Out-of-control Triggers

So why do we have reoccurring or out-of-control triggers that override our brains and steal our peace? And when we lose our calm, why do we become a crazy-maker with our partners, friends, or family? We hate doing it, right? Afterward, we feel bad and beat ourselves up for what we said and did. Out-of-control triggers leave us exhausted, emotionally unsafe, and at risk of hurting others and ourselves.

Once they arrive, it seems we can't shake specific triggers or worries out of our heads. Suddenly, we become fixated on a thing that overrides everything else. Our brains decide that this thing is a threat and the crazy-making feelings start within us. We perceive triggers as threats to our survival, and they hijack our brains and even our bodies!

"I've had a lot of worries in my life, most of which never happened." - Mark Twain.

Yet we can sometimes act as if we will die if we don't neutralize or fix what our minds perceive as threatening. We become over-anxious, stress-filled, and frankly tunnel-visioned in our mission to end our sense of danger. But are we actually in danger? Or are our fears from our past being projected into our future that has triggered us? Questioning whether or not the trigger is showing us danger in the now is an essential step toward controlling it. 

When triggered, our beautiful minds are no longer our best friends. They become master detectives, security guards, police officers, judges, and juries in an instant. And we can't think clearly because we are pounding the gavel so hard on the podium inside our heads. The issue takes precedence over everything in our lives, front and center, while our brains go crazy trying to resolve our perceived threat. So how do we control invading triggers once they start? The reality is that we feel the pain and stress of a trigger in our minds even though what we fear may not even be happening in real life.

Being Cheated on Triggers the Fear of Rejection

Triggers are a consequence of having our lives and futures threatened. The social rejection of being cheated on is so profoundly and resoundingly painful that our brains consider it life-threatening. Therefore, our minds become hypervigilant at reading danger signs; even a hint, memory, or suggestion of infidelity sends us into a tailspin. Our thoughts get stuck on overdrive, looking out for any sign of rejection, abandonment, or cheating occurring again. It's exhausting and feels out of control! Sadly, we can often get stuck on this exhausting trigger treadmill after being cheated on and left feeling we have no control over our life or the pain we are in.  As betrayed wifes, betrayal and all the baggage it causes really sucks for us.

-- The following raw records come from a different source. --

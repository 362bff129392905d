//! `*[HTML]: Hyper Text Markup Language` abbreviations.
//!
//! Definition lines are dropped from the output. Every whole-word
//! occurrence of a defined label in text is then wrapped in `<abbr>`.

use std::collections::HashMap;

use multimark_core::{BlockClaim, FenceTracker, MultimarkError};
use once_cell::sync::Lazy;
use regex::Regex;
use serde_json::Value;

use super::Extension;
use crate::engine::{Engine, PassStage};
use crate::html::map_text;

static DEFINITION: Lazy<Regex> = Lazy::new(|| {
    Regex::new(r"^ {0,3}\*\[([^\]\n]*[^\]\s][^\]\n]*)\]:[ \t]*(.*\S)[ \t]*\r?\n?$").expect("static regex")
});

fn definition(line: &str) -> Option<(&str, &str)> {
    let caps = DEFINITION.captures(line)?;
    Some((caps.get(1)?.as_str(), caps.get(2)?.as_str()))
}

fn definitions_block(lines: &[&str], start: usize) -> Option<BlockClaim> {
    let count = lines[start..].iter().take_while(|line| definition(line).is_some()).count();
    (count > 0).then(|| BlockClaim::Parts {
        parts: Vec::new(),
        end: start + count,
    })
}

/// Definitions outside fenced code, first one per label.
fn definitions(source: &str) -> Vec<(&str, &str)> {
    let mut fence = FenceTracker::new();
    let mut found: Vec<(&str, &str)> = Vec::new();
    for line in source.split_inclusive('\n') {
        if fence.observe(line) {
            continue;
        }
        if let Some((label, title)) = definition(line)
            && !found.iter().any(|(seen, _)| *seen == label)
        {
            found.push((label, title));
        }
    }
    found
}

fn is_word(c: char) -> bool {
    c.is_alphanumeric() || c == '_'
}

fn wrap_abbreviations(source: &str, html: String) -> String {
    let found = definitions(source);
    if found.is_empty() {
        return html;
    }
    // Labels are matched against escaped text.
    let mut titles: HashMap<String, &str> = HashMap::new();
    for &(label, title) in &found {
        titles.insert(html_escape::encode_text(label).into_owned(), title);
    }
    let mut labels: Vec<&String> = titles.keys().collect();
    labels.sort_by(|a, b| b.chars().count().cmp(&a.chars().count()).then(a.cmp(b)));
    let alternation = labels.iter().map(|label| regex::escape(label)).collect::<Vec<_>>().join("|");
    let pattern = match Regex::new(&alternation) {
        Ok(pattern) => pattern,
        Err(err) => {
            log::warn!("abbreviations skipped: {err}");
            return html;
        }
    };

    map_text(&html, |text, out| {
        let mut last = 0;
        let mut search = 0;
        while let Some(hit) = pattern.find_at(text, search) {
            let before = text[..hit.start()].chars().next_back();
            let after = text[hit.end()..].chars().next();
            if before.is_some_and(is_word) || after.is_some_and(is_word) {
                search = hit.start() + text[hit.start()..].chars().next().map_or(1, char::len_utf8);
                continue;
            }
            let title = titles.get(hit.as_str()).copied().unwrap_or_default();
            out.push_str(&text[last..hit.start()]);
            out.push_str("<abbr title=\"");
            out.push_str(&html_escape::encode_double_quoted_attribute(title));
            out.push_str("\">");
            out.push_str(hit.as_str());
            out.push_str("</abbr>");
            last = hit.end();
            search = hit.end();
        }
        out.push_str(&text[last..]);
    })
}

/// Registers abbreviation definitions and the pass that applies them.
pub struct Abbr;

impl Extension for Abbr {
    fn name(&self) -> &str {
        "abbr"
    }

    fn register(&self, engine: &mut Engine, _options: &Value) -> Result<(), MultimarkError> {
        engine.block_mut().push("abbr_def", Box::new(definitions_block));
        engine.add_html_pass("abbr", PassStage::Masked, Box::new(wrap_abbreviations));
        Ok(())
    }
}

#[cfg(test)]
mod tests {
    use super::*;
    use crate::config::RenderOptions;

    fn render(source: &str) -> String {
        let mut engine = Engine::new(RenderOptions {
            typographer: false,
            ..RenderOptions::default()
        });
        Abbr.register(&mut engine, &Value::Null).unwrap();
        engine.render(source).unwrap().html
    }

    #[test]
    fn whole_words_are_wrapped() {
        assert_eq!(
            render(
                "*[HTML]: Hyper Text Markup Language\n*[W3C]: World Wide Web Consortium\n\nThe HTML standard is by W3C. HTMLX and `HTML` stay.\n"
            ),
            "<p>The <abbr title=\"Hyper Text Markup Language\">HTML</abbr> standard is by \
             <abbr title=\"World Wide Web Consortium\">W3C</abbr>. HTMLX and <code>HTML</code> stay.</p>\n"
        );
    }

    #[test]
    fn longest_label_wins_and_first_definition_counts() {
        assert_eq!(
            render("*[HTML]: one\n*[HTML5]: five\n*[HTML]: two\n\nHTML5 beats HTML\n"),
            "<p><abbr title=\"five\">HTML5</abbr> beats <abbr title=\"one\">HTML</abbr></p>\n"
        );
    }

    #[test]
    fn definitions_may_follow_a_paragraph() {
        assert_eq!(
            render("Uses CSS\n*[CSS]: Cascading \"Style\" Sheets\n"),
            "<p>Uses <abbr title=\"Cascading &quot;Style&quot; Sheets\">CSS</abbr></p>\n"
        );
    }

    #[test]
    fn fenced_definitions_are_code() {
        assert_eq!(
            render("```\n*[X]: no\n```\n\nX\n"),
            "<pre><code>*[X]: no\n</code></pre>\n<p>X</p>\n"
        );
    }

    #[test]
    fn escaped_labels_match_escaped_text() {
        assert_eq!(
            render("*[R&D]: Research\n\nR&D team\n"),
            "<p><abbr title=\"Research\">R&amp;D</abbr> team</p>\n"
        );
    }

    #[test]
    fn malformed_definitions_are_text() {
        assert_eq!(render("*[]: nothing\n"), "<p>*[]: nothing</p>\n");
        assert_eq!(render("*[X]:\n"), "<p>*[X]:</p>\n");
    }
}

The facts are that intimate betrayal is traumatic and we are left with many emotional responses! And for those of us who didn't form healthy attachments as children, being cheated on may trigger an even stronger compulsion to watch and look for threats. Threats take us back to our vulnerable past times when we weren't safe. Yet the trauma of being cheated on is enough to push even the most securely attached individuals into panic or stress states. Being cheated on is so traumatic that it leaves us with deep wounds that take a long time to heal.

Being Cheated on Feels Life Threatening

Are You Waiting for the Next Shoe to Drop? A danger after being cheated on is that the trauma can lock us into watching and judging our partners even unconsciously. We can get stuck on high alert, and any slight in love or affection sends us off the edge into triggered states. Behaviors that remind us of cheating have us pushing the red alert button in our heads. Inconsistencies in our partner's behaviors send our brains into overdrive, evaluating and questioning.

Our emotional volatility is fear motivated and we are afraid of being rejected or hurt again. So our minds remain vigilant and on the outlook for threats to our safety.  After being cheated on, it seems that any hint that looks like a betrayal, no matter how subtle, is perceived as dangerous or life-threatening to us. Our brains get wired, watching and waiting for cheating signals which send us into massive states of stress or hyperarousal even unconsciously.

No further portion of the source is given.